The first two books in my How To End Human Suffering series both bring something new and interesting to the zombie subgenre. The first book, Ninja Versus Pirate Featuring Zombies, is outrageously fun and darkly satirical. It’s narrated by a sixteen year old pirate and spiritual leader named Guy Boy Man. He’s the only living human being who can see zombies everywhere, controlling everything. In a series of online sermons, Guy tries to rally others to his cause, which is to end human suffering worldwide and in his high school.
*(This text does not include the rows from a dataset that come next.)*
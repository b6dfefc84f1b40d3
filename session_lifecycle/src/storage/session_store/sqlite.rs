use async_trait::async_trait;
use chrono::{DateTime, Utc};
use sqlx::sqlite::{SqliteConnectOptions, SqlitePoolOptions};
use std::str::FromStr;

use crate::storage::config::DB_TABLE_SESSIONS;
use crate::storage::errors::StorageError;
use crate::storage::types::StoredSession;

use super::types::{SessionStore, SqliteSessionStore};

impl SqliteSessionStore {
    /// Create a lazily connecting store for `url` (e.g. `sqlite:sessions.db`).
    ///
    /// In-memory databases are pinned to a single long-lived connection, since every
    /// SQLite connection would otherwise see its own empty database.
    pub fn new(url: &str) -> Result<Self, StorageError> {
        let opts = SqliteConnectOptions::from_str(url)?.create_if_missing(true);

        let pool = if url.contains(":memory:") {
            SqlitePoolOptions::new()
                .max_connections(1)
                .idle_timeout(None)
                .max_lifetime(None)
                .connect_lazy_with(opts)
        } else {
            SqlitePoolOptions::new().connect_lazy_with(opts)
        };

        Ok(Self { pool })
    }

    pub fn from_pool(pool: sqlx::SqlitePool) -> Self {
        Self { pool }
    }
}

#[async_trait]
impl SessionStore for SqliteSessionStore {
    async fn init(&self) -> Result<(), StorageError> {
        let table_name = DB_TABLE_SESSIONS.as_str();

        sqlx::query(&format!(
            r#"
            CREATE TABLE IF NOT EXISTS {table_name} (
                session_id TEXT PRIMARY KEY NOT NULL,
                user_id TEXT NOT NULL,
                csrf_token TEXT NOT NULL,
                expires_at TIMESTAMP NOT NULL
            )
            "#
        ))
        .execute(&self.pool)
        .await?;

        Ok(())
    }

    async fn get(&self, session_id: &str) -> Result<Option<StoredSession>, StorageError> {
        let table_name = DB_TABLE_SESSIONS.as_str();

        let session = sqlx::query_as::<_, StoredSession>(&format!(
            r#"
            SELECT session_id, user_id, csrf_token, expires_at FROM {table_name} WHERE session_id = ?
            "#
        ))
        .bind(session_id)
        .fetch_optional(&self.pool)
        .await?;

        Ok(session)
    }

    async fn create(&self, session: &StoredSession) -> Result<(), StorageError> {
        let table_name = DB_TABLE_SESSIONS.as_str();

        let result = sqlx::query(&format!(
            r#"
            INSERT INTO {table_name} (session_id, user_id, csrf_token, expires_at)
            VALUES (?, ?, ?, ?)
            ON CONFLICT (session_id) DO NOTHING
            "#
        ))
        .bind(&session.session_id)
        .bind(&session.user_id)
        .bind(&session.csrf_token)
        .bind(session.expires_at)
        .execute(&self.pool)
        .await?;

        if result.rows_affected() == 0 {
            return Err(StorageError::Conflict(
                "session id already exists".to_string(),
            ));
        }
        Ok(())
    }

    async fn update_expiration(
        &self,
        session_id: &str,
        expires_at: DateTime<Utc>,
    ) -> Result<bool, StorageError> {
        let table_name = DB_TABLE_SESSIONS.as_str();

        let result = sqlx::query(&format!(
            r#"
            UPDATE {table_name} SET expires_at = ? WHERE session_id = ?
            "#
        ))
        .bind(expires_at)
        .bind(session_id)
        .execute(&self.pool)
        .await?;

        Ok(result.rows_affected() > 0)
    }

    async fn delete(&self, session_id: &str) -> Result<bool, StorageError> {
        let table_name = DB_TABLE_SESSIONS.as_str();

        let result = sqlx::query(&format!(
            r#"
            DELETE FROM {table_name} WHERE session_id = ?
            "#
        ))
        .bind(session_id)
        .execute(&self.pool)
        .await?;

        Ok(result.rows_affected() > 0)
    }

    async fn delete_expired(&self, now: DateTime<Utc>) -> Result<u64, StorageError> {
        let table_name = DB_TABLE_SESSIONS.as_str();

        let result = sqlx::query(&format!(
            r#"
            DELETE FROM {table_name} WHERE expires_at <= ?
            "#
        ))
        .bind(now)
        .execute(&self.pool)
        .await?;

        Ok(result.rows_affected())
    }
}
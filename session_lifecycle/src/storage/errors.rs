use thiserror::Error;

#[derive(Debug, Error, Clone)]
pub enum StorageError {
    #[error("Storage error: {0}")]
    Storage(String),

    /// A stored record could not be decoded
    #[error("Record decoding error: {0}")]
    Serde(String),

    /// A record with the same key already exists
    #[error("Conflict: {0}")]
    Conflict(String),

    #[error("Store configuration error: {0}")]
    Config(String),
}

impl From<redis::RedisError> for StorageError {
    fn from(err: redis::RedisError) -> Self {
        Self::Storage(err.to_string())
    }
}

impl From<sqlx::Error> for StorageError {
    fn from(err: sqlx::Error) -> Self {
        Self::Storage(err.to_string())
    }
}
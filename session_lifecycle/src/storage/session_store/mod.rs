mod memory;
mod postgres;
mod redis;
mod sqlite;
mod types;

pub use types::{
    InMemorySessionStore, PostgresSessionStore, RedisSessionStore, SessionStore,
    SqliteSessionStore,
};
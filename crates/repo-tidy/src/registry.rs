//! Check Registry
//!
//! Maps rule identifiers to the factories that build their check instances.
//! The registry is populated exactly once, by an explicit list of
//! per-category registration calls (see [`crate::checks::register_all`]),
//! so registration order is deterministic, not an import side effect. Every
//! concrete check declares its identifier as an associated constant, and the
//! registration call supplies it, so no reverse lookup is ever needed.

use crate::checks::base::Check;
use crate::context::RepoContext;
use crate::manifest::RuleManifest;
use crate::{Result, checks};

/// Builds a fresh check instance for one pipeline run.
///
/// Fails when the rule has no manifest entry; that is a configuration
/// error, not a skippable condition.
pub type CheckFactory = fn(&RepoContext, &RuleManifest) -> Result<Box<dyn Check>>;

/// Identifier → factory store, ordered by registration.
#[derive(Default)]
pub struct CheckRegistry {
    slots: Vec<(String, CheckFactory)>,
}

impl CheckRegistry {
    /// Create a new empty registry
    pub fn new() -> Self {
        Self { slots: Vec::new() }
    }

    /// Record a factory under an identifier.
    ///
    /// A repeated identifier silently replaces the earlier factory in its
    /// original slot (last registration wins). Only concrete leaf rules are
    /// registered, so collisions do not occur in practice.
    pub fn register(&mut self, name: &str, factory: CheckFactory) {
        if let Some(slot) = self.slots.iter_mut().find(|(n, _)| n == name) {
            slot.1 = factory;
        } else {
            self.slots.push((name.to_string(), factory));
        }
    }

    /// Look up the factory registered for an identifier.
    pub fn get(&self, name: &str) -> Option<CheckFactory> {
        self.slots
            .iter()
            .find(|(n, _)| n == name)
            .map(|(_, factory)| *factory)
    }

    /// Whether an identifier has a registered implementation.
    pub fn contains(&self, name: &str) -> bool {
        self.slots.iter().any(|(n, _)| n == name)
    }

    /// All registered identifiers, in registration order.
    pub fn ids(&self) -> impl Iterator<Item = &str> {
        self.slots.iter().map(|(n, _)| n.as_str())
    }

    pub fn len(&self) -> usize {
        self.slots.len()
    }

    pub fn is_empty(&self) -> bool {
        self.slots.is_empty()
    }
}

/// A standard ready to run: the manifest plus the registered check set.
///
/// Constructed once at startup and passed explicitly to the pipeline; there
/// is no process-global registry, so tests can build isolated standards.
pub struct Standard {
    pub manifest: RuleManifest,
    pub registry: CheckRegistry,
}

impl Standard {
    /// Bundle a manifest with the full built-in check set.
    pub fn new(manifest: RuleManifest) -> Self {
        let mut registry = CheckRegistry::new();
        checks::register_all(&mut registry);
        Self { manifest, registry }
    }

    /// Bundle a manifest with a caller-supplied registry.
    pub fn with_registry(manifest: RuleManifest, registry: CheckRegistry) -> Self {
        Self { manifest, registry }
    }
}
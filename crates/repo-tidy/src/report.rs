//! Run Report Generation
//!
//! Aggregated counts and coverage for one pipeline run, with a
//! human-readable terminal summary and a JSON rendering for CI. The colors
//! are cosmetic; automated callers should rely on the numbers and the
//! process exit code only.

use crate::Severity;
use serde::{Deserialize, Serialize};
use std::path::PathBuf;

pub(crate) const GREEN: &str = "\x1b[92m";
pub(crate) const RED: &str = "\x1b[91m";
pub(crate) const YELLOW: &str = "\x1b[93m";
pub(crate) const GRAY: &str = "\x1b[90m";
pub(crate) const NO_COLOR: &str = "\x1b[0m";

/// A pair of counters, one per severity class.
#[derive(Debug, Clone, Copy, Default, PartialEq, Eq, Serialize, Deserialize)]
pub struct Tally {
    pub requirement: usize,
    pub recommendation: usize,
}

impl Tally {
    pub fn bump(&mut self, severity: Severity) {
        match severity {
            Severity::Requirement => self.requirement += 1,
            Severity::Recommendation => self.recommendation += 1,
        }
    }

    pub fn get(self, severity: Severity) -> usize {
        match severity {
            Severity::Requirement => self.requirement,
            Severity::Recommendation => self.recommendation,
        }
    }

    pub fn total(self) -> usize {
        self.requirement + self.recommendation
    }
}

/// Aggregate counts for one pipeline run. Ephemeral: nothing here persists
/// beyond the invocation.
#[derive(Debug, Clone, Default, PartialEq, Eq, Serialize, Deserialize)]
pub struct RunSummary {
    /// Executed checks that passed
    pub passed: Tally,
    /// Executed checks that failed
    pub failed: Tally,
    /// Manifest rules with no registered implementation
    pub skipped: Tally,
    /// Manifest rules with a registered implementation
    pub implemented: Tally,
    /// All manifest rules
    pub defined: Tally,
}

impl RunSummary {
    /// Coverage percentage for one severity: passed / implemented × 100,
    /// rounded to two decimals.
    pub fn coverage(&self, severity: Severity) -> f64 {
        percentage(self.passed.get(severity), self.implemented.get(severity))
    }

    /// Combined coverage over both severities.
    pub fn total_coverage(&self) -> f64 {
        percentage(self.passed.total(), self.implemented.total())
    }

    /// The run's externally visible failure signal: REQUIREMENT failures
    /// always count; RECOMMENDATION failures only under require-all.
    pub fn failed_count(&self, require_all: bool) -> usize {
        self.failed.requirement
            + if require_all {
                self.failed.recommendation
            } else {
                0
            }
    }
}

/// A severity with zero implemented rules reports full coverage: nothing
/// implemented can fail, and the summary line stays printable for
/// manifests carrying a single severity.
fn percentage(passed: usize, implemented: usize) -> f64 {
    if implemented == 0 {
        return 100.0;
    }
    #[allow(clippy::cast_precision_loss)]
    let raw = passed as f64 / implemented as f64 * 100.0;
    (raw * 100.0).round() / 100.0
}

fn coverage_color(coverage: f64) -> &'static str {
    if coverage >= 100.0 {
        GREEN
    } else if coverage <= 0.0 {
        RED
    } else {
        YELLOW
    }
}

/// Print the two summary lines and the coverage lines.
///
/// RECOMMENDATION and TOTAL coverage appear only under require-all,
/// mirroring what counts toward the exit code.
pub fn print_summary(summary: &RunSummary, require_all: bool) {
    for severity in [Severity::Requirement, Severity::Recommendation] {
        println!(
            "Summary {:>14}: {GREEN} {} checks PASSED{NO_COLOR}, {RED}{} checks FAILED{NO_COLOR}, {GRAY}{} skipped (NOT implemented).{NO_COLOR}",
            severity.to_string(),
            summary.passed.get(severity),
            summary.failed.get(severity),
            summary.skipped.get(severity),
        );
    }

    let requirement = summary.coverage(Severity::Requirement);
    println!(
        "\n{}Coverage    REQUIREMENT: {requirement:>6.2}% ({}/{} checks passed).{NO_COLOR}",
        coverage_color(requirement),
        summary.passed.requirement,
        summary.implemented.requirement,
    );

    if require_all {
        let recommendation = summary.coverage(Severity::Recommendation);
        println!(
            "{}Coverage RECOMMENDATION: {recommendation:>6.2}% ({}/{} checks passed).{NO_COLOR}",
            coverage_color(recommendation),
            summary.passed.recommendation,
            summary.implemented.recommendation,
        );
        let total = summary.total_coverage();
        println!(
            "{}Coverage          TOTAL: {total:>6.2}% ({}/{} checks passed).{NO_COLOR}",
            coverage_color(total),
            summary.passed.total(),
            summary.implemented.total(),
        );
    } else {
        println!("Note: RECOMMENDATIONs are not included (--require-all NOT set).");
    }
}

/// Serializable run report for CI consumers.
#[derive(Debug, Clone, Serialize, Deserialize)]
pub struct RunReport {
    /// Timestamp of the run
    pub timestamp: String,
    /// Repository that was checked
    pub repo_root: PathBuf,
    /// Aggregate counts
    pub summary: RunSummary,
    /// REQUIREMENT coverage percentage
    pub coverage_requirement: f64,
    /// RECOMMENDATION coverage percentage
    pub coverage_recommendation: f64,
    /// Combined coverage percentage
    pub coverage_total: f64,
}

impl RunReport {
    pub fn new(summary: RunSummary, repo_root: impl Into<PathBuf>) -> Self {
        Self {
            timestamp: chrono::Utc::now().to_rfc3339(),
            repo_root: repo_root.into(),
            coverage_requirement: summary.coverage(Severity::Requirement),
            coverage_recommendation: summary.coverage(Severity::Recommendation),
            coverage_total: summary.total_coverage(),
            summary,
        }
    }

    /// Generate the JSON rendering.
    pub fn to_json(&self) -> String {
        serde_json::to_string_pretty(self).unwrap_or_else(|_| "{}".to_string())
    }
}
Complicating matters are a cute, pink-haired girl named Baby Doll15 who has a unicorn that follows her everywhere, a handsome, African-American ninja named Sweetie Honey, and four genetically engineered and behaviorally modified Eastern European girls. Guy balances his epically odd relationships while endeavoring to bring down the one he blames for his high school’s deplorable condition: the Principal.
An impending standardized test-the ZAT or Zombie Acceptance Test-threatens to turn Guy’s fellow living classmates into zombies or zombie food so Guy tries to open their eyes to the horrible truth before it’s too late: passing the test results in getting turned into a zombie, failing the test results in getting eaten by a zombie. Guy is the only one who can see zombie students who’ve already passed the Zombie Acceptance Test: their outstretched arms are bound with rope; their gaping mouths are muzzled; and they’re forced by their zombie parents to wear helmets to avoid accidentally bashing out their own brains.
One of these zombies, unbound at least physically, becomes the narrator in the second book: Zombie Versus Fairy Featuring Albinos. Buck Burger is a depressed zombie. He’s tired of eating human flesh, destroying everything, and going through the motions of being undead. His marriage is deteriorating. When he takes a shower, with soap, his zombie wife insists that he see a doctor. After he’s prescribed an anti-depressant, Buck meets a beautiful green-haired pharmacist fairy named Fairy_26 and he quickly becomes a pawn in a cold war between zombies and supernatural creatures.
The Library Journal says that Ninja Versus Pirate Featuring Zombies “is the quirkiest take yet on the zombie genre.” Zombie Versus Fairy Featuring Albinos is equally unique. It features a zombie in turmoil in a world that’s constantly destroyed and rebuilt and filled with strange creatures like fairies, elves, centaurs, and people.